Specimen Requirements:

Type: Serum

Container/Tube: Red-top tube or gel-barrier tube

  • If a red-top tube is used, transfer the separated serum to a plastic transport tube.

Sample Volume: 0.8 mL

Minimum Volume: 0.3 mL (Repeat testing is not possible with this specimen volume.)

Storage: Refrigerate specimens after collection.

Stability (collection to time of analysis/testing):

  • Ambient: 14 days
  • Refrigerated: 14 days
  • Frozen: 14 days
  • Freeze/Thaw cycles: Stable (x3)
Rejection Criteria:

  • Citrate plasma specimen
  • Improper labeling


The most important application of AFP testing in cancer management is for testicular cancer. Although not present in pure seminoma,1 elevated serum AFP is closely associated with nonseminomatous testicular cancer.2 – 4 The measurement of AFP in serum, in conjunction with serum hCG, is an established regimen for monitoring patients with nonseminomatous testicular cancer.5 – 8 In addition, monitoring the rate of AFP clearance from serum after treatment is an indicator of the effectiveness of therapy.9,10 Conversely, the growth rate of progressive cancer can be monitored by serially measuring serum AFP concentration over time.11 Serial serum AFP testing is a useful adjunctive test for managing nonseminomatous testicular cancer.

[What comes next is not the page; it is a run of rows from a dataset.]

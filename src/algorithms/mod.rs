//! The two reconstruction algorithms.
//!
//! Both are generic over [`TraceCollection`](crate::traits::TraceCollection)
//! and never touch the storage directly:
//! - [`subsequence`]   : peels a run of forced symbols per iteration.
//! - [`supersequence`] : fixes one symbol per iteration and skips a variable
//!   number of leading insertions.

pub mod subsequence;
pub mod supersequence;

pub use subsequence::reconstruct_from_subsequences;
pub use supersequence::reconstruct_from_supersequences;

/// Clamp a saturating `u128` quota to a collection length.
#[inline]
pub(crate) fn quota_len(quota: u128) -> usize {
    usize::try_from(quota).unwrap_or(usize::MAX)
}
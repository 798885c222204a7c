//! Dense trace collection backed by a 2-D array.
//!
//! Traces are the columns of an `ndarray::Array2`, rows are positions. The
//! matrix keeps duplicates and insertion order, so `keep_top(n)` is simply
//! "the first `n` columns". Derived collections are freshly sliced arrays;
//! the source matrix is never written to after construction.

use ndarray::{s, Array2, ArrayView1, Axis};

use crate::error::{Error, Result};
use crate::traits::{Symbol, TraceCollection};

#[derive(Clone, Debug, PartialEq, Eq)]
pub struct TraceMatrix {
    data: Array2<Symbol>, // shape = (height, size)
    alphabet: usize,
}

impl TraceMatrix {
    /// Build a binary matrix from equal-length traces.
    pub fn new<T: AsRef<[Symbol]>>(traces: &[T]) -> Result<Self> {
        Self::with_alphabet(traces, 2)
    }

    /// Build a matrix over symbols `0..alphabet`.
    ///
    /// Fails with [`Error::MalformedInput`] on ragged lengths or out-of-range
    /// symbols and with [`Error::UnsupportedAlphabet`] when `alphabet < 2`.
    pub fn with_alphabet<T: AsRef<[Symbol]>>(traces: &[T], alphabet: usize) -> Result<Self> {
        if alphabet < 2 || alphabet > Symbol::MAX as usize + 1 {
            return Err(Error::UnsupportedAlphabet { q: alphabet });
        }
        let height = traces.first().map_or(0, |t| t.as_ref().len());
        for (idx, trace) in traces.iter().enumerate() {
            let trace = trace.as_ref();
            if trace.len() != height {
                return Err(Error::malformed(format!(
                    "trace {idx} has length {}, expected {height}",
                    trace.len()
                )));
            }
            if let Some(&bad) = trace.iter().find(|&&s| s as usize >= alphabet) {
                return Err(Error::malformed(format!(
                    "trace {idx} contains symbol {bad} outside alphabet of size {alphabet}"
                )));
            }
        }
        let data = Array2::from_shape_fn((height, traces.len()), |(row, col)| {
            traces[col].as_ref()[row]
        });
        Ok(Self { data, alphabet })
    }

    /// Wrap an existing `(height, size)` array without validation.
    pub fn from_array(data: Array2<Symbol>, alphabet: usize) -> Self {
        Self { data, alphabet }
    }

    /// Read-only view of the backing array.
    pub fn as_array(&self) -> &Array2<Symbol> {
        &self.data
    }

    /// Iterate over traces in insertion order.
    pub fn traces(&self) -> impl Iterator<Item = ArrayView1<'_, Symbol>> {
        self.data.axis_iter(Axis(1))
    }

    fn empty_like(&self, height: usize) -> Self {
        Self {
            data: Array2::zeros((height, 0)),
            alphabet: self.alphabet,
        }
    }
}

/// 0-based index of the first occurrence of `value`, if any.
fn first_index(trace: ArrayView1<'_, Symbol>, value: Symbol) -> Option<usize> {
    trace.iter().position(|&s| s == value)
}

impl TraceCollection for TraceMatrix {
    fn size(&self) -> usize {
        self.data.ncols()
    }

    fn height(&self) -> usize {
        self.data.nrows()
    }

    fn alphabet_size(&self) -> usize {
        self.alphabet
    }

    fn skip_to(&self, value: Symbol, position: usize) -> Self {
        let height = self.height();
        if position == 0 || position > height {
            return self.empty_like(height.saturating_sub(position));
        }
        let kept: Vec<usize> = self
            .traces()
            .enumerate()
            .filter(|(_, trace)| first_index(*trace, value) == Some(position - 1))
            .map(|(col, _)| col)
            .collect();
        let data = Array2::from_shape_fn((height - position, kept.len()), |(row, col)| {
            self.data[[position + row, kept[col]]]
        });
        Self {
            data,
            alphabet: self.alphabet,
        }
    }

    fn count_after_skipping(&self, value: Symbol, position: usize) -> usize {
        if position == 0 {
            return 0;
        }
        self.traces()
            .filter(|trace| first_index(*trace, value) == Some(position - 1))
            .count()
    }

    fn keep_top(&self, n: usize) -> Self {
        let n = n.min(self.size());
        Self {
            data: self.data.slice(s![.., ..n]).to_owned(),
            alphabet: self.alphabet,
        }
    }

    fn unique_member(&self) -> Result<Vec<Symbol>> {
        if self.size() != 1 {
            return Err(Error::InvalidUniqueExtraction { size: self.size() });
        }
        Ok(self.data.column(0).to_vec())
    }

    fn first_occurrence_order(&self) -> (usize, usize) {
        let mut zero_first = 0;
        let mut one_first = 0;
        for trace in self.traces() {
            match (first_index(trace, 0), first_index(trace, 1)) {
                (Some(z), Some(o)) if z < o => zero_first += 1,
                (Some(_), Some(_)) => one_first += 1,
                _ => {}
            }
        }
        (zero_first, one_first)
    }
}

#[cfg(test)]
mod tests {
    use super::*;
    use assert_matches::assert_matches;

    fn matrix(rows: &[&[Symbol]]) -> TraceMatrix {
        TraceMatrix::new(rows).unwrap()
    }

    #[test]
    fn shape_follows_traces() {
        let m = matrix(&[&[1, 0], &[1, 0], &[1, 1], &[0, 1]]);
        assert_eq!(m.size(), 4);
        assert_eq!(m.height(), 2);
        assert_eq!(m.alphabet_size(), 2);
        assert_eq!(m.as_array().shape(), &[2, 4]);
    }

    #[test]
    fn rejects_ragged_and_out_of_alphabet() {
        let ragged: Vec<Vec<Symbol>> = vec![vec![0, 1], vec![1]];
        assert_matches!(TraceMatrix::new(&ragged), Err(Error::MalformedInput(_)));
        let ternary: Vec<Vec<Symbol>> = vec![vec![0, 2]];
        assert_matches!(TraceMatrix::new(&ternary), Err(Error::MalformedInput(_)));
        assert!(TraceMatrix::with_alphabet(&ternary, 3).is_ok());
        assert_matches!(
            TraceMatrix::with_alphabet(&ternary, 1),
            Err(Error::UnsupportedAlphabet { q: 1 })
        );
    }

    #[test]
    fn skip_conditions_on_first_occurrence() {
        let m = matrix(&[&[0, 0, 1], &[1, 0, 1], &[1, 1, 0], &[0, 1, 1]]);
        // first 0 at offset 2: only [1,0,1]
        let u = m.skip_to(0, 2);
        assert_eq!(u.size(), 1);
        assert_eq!(u.height(), 1);
        assert_eq!(u.unique_member().unwrap(), vec![1]);
        assert_eq!(m.count_after_skipping(0, 2), 1);
        // first 0 at offset 3: [1,1,0] leaves an empty suffix
        let u = m.skip_to(0, 3);
        assert_eq!(u.size(), 1);
        assert_eq!(u.height(), 0);
        // starts with 1
        assert_eq!(m.count_after_skipping(1, 1), 2);
        assert_eq!(m.skip_to(1, 1).as_array().shape(), &[2, 2]);
    }

    #[test]
    fn skip_past_height_is_empty() {
        let m = matrix(&[&[0, 1]]);
        let u = m.skip_to(1, 5);
        assert!(u.is_empty());
        assert_eq!(u.height(), 0);
        assert_eq!(m.count_after_skipping(1, 0), 0);
    }

    #[test]
    fn keep_top_preserves_insertion_order() {
        let m = matrix(&[&[1, 0], &[1, 0], &[1, 1], &[0, 1]]);
        let kept = m.keep_top(3);
        assert_eq!(kept.size(), 3);
        let cols: Vec<Vec<Symbol>> = kept.traces().map(|c| c.to_vec()).collect();
        assert_eq!(cols, vec![vec![1, 0], vec![1, 0], vec![1, 1]]);
        assert_eq!(m.keep_top(10).size(), 4);
        // source untouched
        assert_eq!(m.size(), 4);
    }

    #[test]
    fn unique_member_requires_single_trace() {
        let m = matrix(&[&[1, 0], &[0, 1]]);
        assert_matches!(
            m.unique_member(),
            Err(Error::InvalidUniqueExtraction { size: 2 })
        );
        assert_eq!(m.keep_top(1).unique_member().unwrap(), vec![1, 0]);
    }

    #[test]
    fn first_occurrence_order_ignores_constant_traces() {
        let m = matrix(&[&[0, 0, 1], &[0, 1, 0], &[1, 0, 1], &[1, 1, 1], &[0, 0, 0]]);
        assert_eq!(m.first_occurrence_order(), (2, 1));
    }
}
//! Example: recover a string from its supersequences.
//!
//! Run with:
//! `cargo run --example supersequences`

use std::collections::BTreeSet;

use trace_recon::{
    collections::{RankedTrie, TraceMatrix},
    TraceEngine,
};

fn main() {
    let x: Vec<u8> = vec![0, 1, 1, 0, 1];
    let t = 2;
    let traces = supersequences(&x, t);
    println!("x = {x:?}, {} distinct supersequences with {t} insertions", traces.len());

    let trie = RankedTrie::from_traces(&traces).expect("traces are binary");
    let result = TraceEngine::new(x.len(), trie)
        .run()
        .expect("enough traces for the trie path");
    println!("trie:   {:?}", result.symbols);

    let matrix = TraceMatrix::new(&traces).expect("traces share one length");
    let result = TraceEngine::new(x.len(), matrix)
        .run()
        .expect("enough traces for the matrix path");
    println!("matrix: {:?}", result.symbols);
}

/// Every distinct supersequence obtained by inserting exactly `t` symbols.
fn supersequences(x: &[u8], t: usize) -> Vec<Vec<u8>> {
    let mut level: BTreeSet<Vec<u8>> = BTreeSet::from([x.to_vec()]);
    for _ in 0..t {
        let mut next = BTreeSet::new();
        for s in &level {
            for pos in 0..=s.len() {
                for symbol in [0u8, 1] {
                    let mut grown = s.clone();
                    grown.insert(pos, symbol);
                    next.insert(grown);
                }
            }
        }
        level = next;
    }
    level.into_iter().collect()
}
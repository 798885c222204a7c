//! Persistent rank-annotated binary trie.
//!
//! Each node records how many distinct traces pass through it (`size`), the
//! length of the suffixes stored below it (`height`), and whether the all-0
//! and all-1 suffixes of that length are present. Nodes are immutable once
//! the trie is frozen and are shared through `Rc`:
//!
//! - `skip_to` walks a path and hands out the subtree it lands on, without
//!   copying anything.
//! - `keep_top` rebuilds only the nodes whose counts change and reuses every
//!   untouched subtree, so the collection it was derived from stays valid.
//!
//! Duplicates are dropped on insertion; a trie's `size` counts distinct
//! traces.

use std::rc::Rc;

use crate::error::{Error, Result};
use crate::traits::{Symbol, TraceCollection};

#[derive(Clone, Debug, Default)]
struct Node {
    children: [Option<Rc<Node>>; 2],
    height: usize,
    size: usize,
    contains_zeros: bool,
    contains_ones: bool,
}

impl Node {
    fn empty(height: usize) -> Self {
        Self {
            height,
            ..Self::default()
        }
    }

    fn child_size(&self, symbol: usize) -> usize {
        self.children[symbol].as_ref().map_or(0, |c| c.size)
    }
}

/// Whether `child` ends an all-`symbol` suffix, i.e. is a leaf or carries
/// the matching flag itself.
fn continues_constant_run(child: &Option<Rc<Node>>, symbol: usize) -> bool {
    child.as_ref().is_some_and(|c| {
        c.height == 0
            || if symbol == 0 {
                c.contains_zeros
            } else {
                c.contains_ones
            }
    })
}

/// Drop `k` traces below `node`, preferring to discard whole children.
///
/// Requires `k < node.size`. Only nodes on rewritten paths are allocated.
fn shrink(node: &Rc<Node>, k: usize) -> Rc<Node> {
    if k == 0 {
        return Rc::clone(node);
    }
    let children = match (&node.children[0], &node.children[1]) {
        (Some(zero), one) if zero.size <= k => {
            [None, one.as_ref().map(|o| shrink(o, k - zero.size))]
        }
        (zero, Some(one)) if one.size <= k => {
            [zero.as_ref().map(|z| shrink(z, k - one.size)), None]
        }
        (Some(zero), one) => [Some(shrink(zero, k)), one.clone()],
        (None, one) => [None, one.as_ref().map(|o| shrink(o, k))],
    };
    let contains_zeros = continues_constant_run(&children[0], 0);
    let contains_ones = continues_constant_run(&children[1], 1);
    Rc::new(Node {
        children,
        height: node.height,
        size: node.size - k,
        contains_zeros,
        contains_ones,
    })
}

/// Frozen trie; cheap to clone, every clone shares the same nodes.
#[derive(Clone, Debug)]
pub struct RankedTrie {
    root: Rc<Node>,
}

impl RankedTrie {
    /// Build a trie from binary traces of equal length, ignoring duplicates.
    pub fn from_traces<T: AsRef<[Symbol]>>(traces: &[T]) -> Result<Self> {
        let mut builder = RankedTrieBuilder::new();
        for trace in traces {
            builder.insert(trace.as_ref())?;
        }
        Ok(builder.build())
    }

    fn empty(height: usize) -> Self {
        Self {
            root: Rc::new(Node::empty(height)),
        }
    }

    /// Whether `trace` is stored in the trie.
    pub fn contains(&self, trace: &[Symbol]) -> bool {
        contains_path(&self.root, trace)
    }

    /// Subtree below the root's `symbol` child, sharing its nodes.
    pub fn child(&self, symbol: Symbol) -> Option<Self> {
        self.root
            .children
            .get(symbol as usize)?
            .as_ref()
            .map(|c| Self { root: Rc::clone(c) })
    }

    /// True when both tries are the very same node.
    pub fn ptr_eq(&self, other: &Self) -> bool {
        Rc::ptr_eq(&self.root, &other.root)
    }

    /// The all-0 trace of the current height is present.
    pub fn contains_zeros(&self) -> bool {
        self.root.contains_zeros
    }

    /// The all-1 trace of the current height is present.
    pub fn contains_ones(&self) -> bool {
        self.root.contains_ones
    }

    /// All stored traces in lexicographic order.
    pub fn traces(&self) -> Vec<Vec<Symbol>> {
        let mut out = Vec::with_capacity(self.root.size);
        let mut path = Vec::with_capacity(self.root.height);
        collect_paths(&self.root, &mut path, &mut out);
        out
    }

    /// Node reached by taking `position - 1` steps through the opposite
    /// symbol and one step through `value`.
    fn descend(&self, value: Symbol, position: usize) -> Option<&Rc<Node>> {
        let value = value as usize;
        if value > 1 || position == 0 {
            return None;
        }
        let mut node = &self.root;
        for _ in 1..position {
            node = node.children[1 - value].as_ref()?;
        }
        node.children[value].as_ref()
    }
}

fn contains_path(node: &Node, trace: &[Symbol]) -> bool {
    match trace.split_first() {
        None => node.size > 0,
        Some((&first, rest)) => node
            .children
            .get(first as usize)
            .and_then(|c| c.as_ref())
            .is_some_and(|c| contains_path(c, rest)),
    }
}

fn collect_paths(node: &Node, path: &mut Vec<Symbol>, out: &mut Vec<Vec<Symbol>>) {
    if node.height == 0 {
        if node.size > 0 {
            out.push(path.clone());
        }
        return;
    }
    for (symbol, child) in node.children.iter().enumerate() {
        if let Some(child) = child {
            path.push(symbol as Symbol);
            collect_paths(child, path, out);
            path.pop();
        }
    }
}

impl TraceCollection for RankedTrie {
    fn size(&self) -> usize {
        self.root.size
    }

    fn height(&self) -> usize {
        self.root.height
    }

    fn alphabet_size(&self) -> usize {
        2
    }

    fn skip_to(&self, value: Symbol, position: usize) -> Self {
        match self.descend(value, position) {
            Some(node) => Self {
                root: Rc::clone(node),
            },
            None => Self::empty(self.height().saturating_sub(position)),
        }
    }

    fn count_after_skipping(&self, value: Symbol, position: usize) -> usize {
        self.descend(value, position).map_or(0, |n| n.size)
    }

    fn keep_top(&self, n: usize) -> Self {
        let size = self.size();
        if n >= size {
            return self.clone();
        }
        if n == 0 {
            return Self::empty(self.height());
        }
        Self {
            root: shrink(&self.root, size - n),
        }
    }

    fn unique_member(&self) -> Result<Vec<Symbol>> {
        let invalid = || Error::InvalidUniqueExtraction {
            size: self.root.size,
        };
        if self.root.size != 1 {
            return Err(invalid());
        }
        let mut path = Vec::with_capacity(self.root.height);
        let mut node = &self.root;
        while node.height > 0 {
            let (symbol, next) = match &node.children {
                [Some(zero), _] => (0, zero),
                [None, Some(one)] => (1, one),
                [None, None] => return Err(invalid()),
            };
            path.push(symbol);
            node = next;
        }
        Ok(path)
    }

    fn first_occurrence_order(&self) -> (usize, usize) {
        let root = &self.root;
        (
            root.child_size(0)
                .saturating_sub(usize::from(root.contains_zeros)),
            root.child_size(1)
                .saturating_sub(usize::from(root.contains_ones)),
        )
    }
}

/// Append-only builder; the only place trie nodes are ever mutated.
#[derive(Debug, Default)]
pub struct RankedTrieBuilder {
    root: Node,
    trace_len: Option<usize>,
}

impl RankedTrieBuilder {
    pub fn new() -> Self {
        Self::default()
    }

    /// Insert a binary trace. Returns `false` if it was already present.
    ///
    /// Fails with [`Error::MalformedInput`] on non-binary symbols or a length
    /// differing from earlier traces.
    pub fn insert(&mut self, trace: &[Symbol]) -> Result<bool> {
        if let Some(&bad) = trace.iter().find(|&&s| s > 1) {
            return Err(Error::malformed(format!("non-binary symbol {bad} in trace")));
        }
        match self.trace_len {
            Some(len) if len != trace.len() => {
                return Err(Error::malformed(format!(
                    "trace has length {}, expected {len}",
                    trace.len()
                )));
            }
            _ => self.trace_len = Some(trace.len()),
        }
        if contains_path(&self.root, trace) {
            return Ok(false);
        }
        insert_new(&mut self.root, trace);
        Ok(true)
    }

    /// Number of distinct traces inserted so far.
    pub fn len(&self) -> usize {
        self.root.size
    }

    pub fn is_empty(&self) -> bool {
        self.root.size == 0
    }

    pub fn build(self) -> RankedTrie {
        let mut root = self.root;
        root.height = self.trace_len.unwrap_or(0);
        RankedTrie {
            root: Rc::new(root),
        }
    }
}

fn insert_new(node: &mut Node, trace: &[Symbol]) {
    node.size += 1;
    let Some((&first, rest)) = trace.split_first() else {
        return;
    };
    node.height = trace.len();
    if trace.iter().all(|&s| s == 0) {
        node.contains_zeros = true;
    } else if trace.iter().all(|&s| s == 1) {
        node.contains_ones = true;
    }
    let child = node.children[first as usize].get_or_insert_with(|| Rc::new(Node::default()));
    // Nothing outside the builder holds these nodes yet, so this never copies.
    insert_new(Rc::make_mut(child), rest);
}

The measured AFP value of a patient’s sample can vary depending on the test procedure used. The laboratory finding must, therefore, always contain a statement on the AFP assay method used. AFP values determined on patient samples by different test procedures cannot be directly compared with one another and could be the cause of erroneous medical interpretations. In patients receiving therapy with high biotin doses (i.e., > 5 mg/day), no sample should be taken until at least eight hours after the last biotin administration.12 As with all tests containing monoclonal mouse antibodies, erroneous findings may be obtained from samples taken from patients who have been treated with monoclonal mouse antibodies or who have received them for diagnostic purposes.12 In rare cases, interference due to extremely high titers of antibodies to streptavidin and ruthenium can occur.12 The test contains additives, which minimize these effects. For diagnostic purposes, the results should always be assessed in conjunction with the patient’s medical history, clinical examination, and other findings.


Electrochemiluminescence immunoassay (ECLIA)

Reference Values:

Normal Tumor Marker Values: 0.0-8.3 ng/mL

Normal values apply only to males and females who are not pregnant. These results are not interpretable for pregnant females.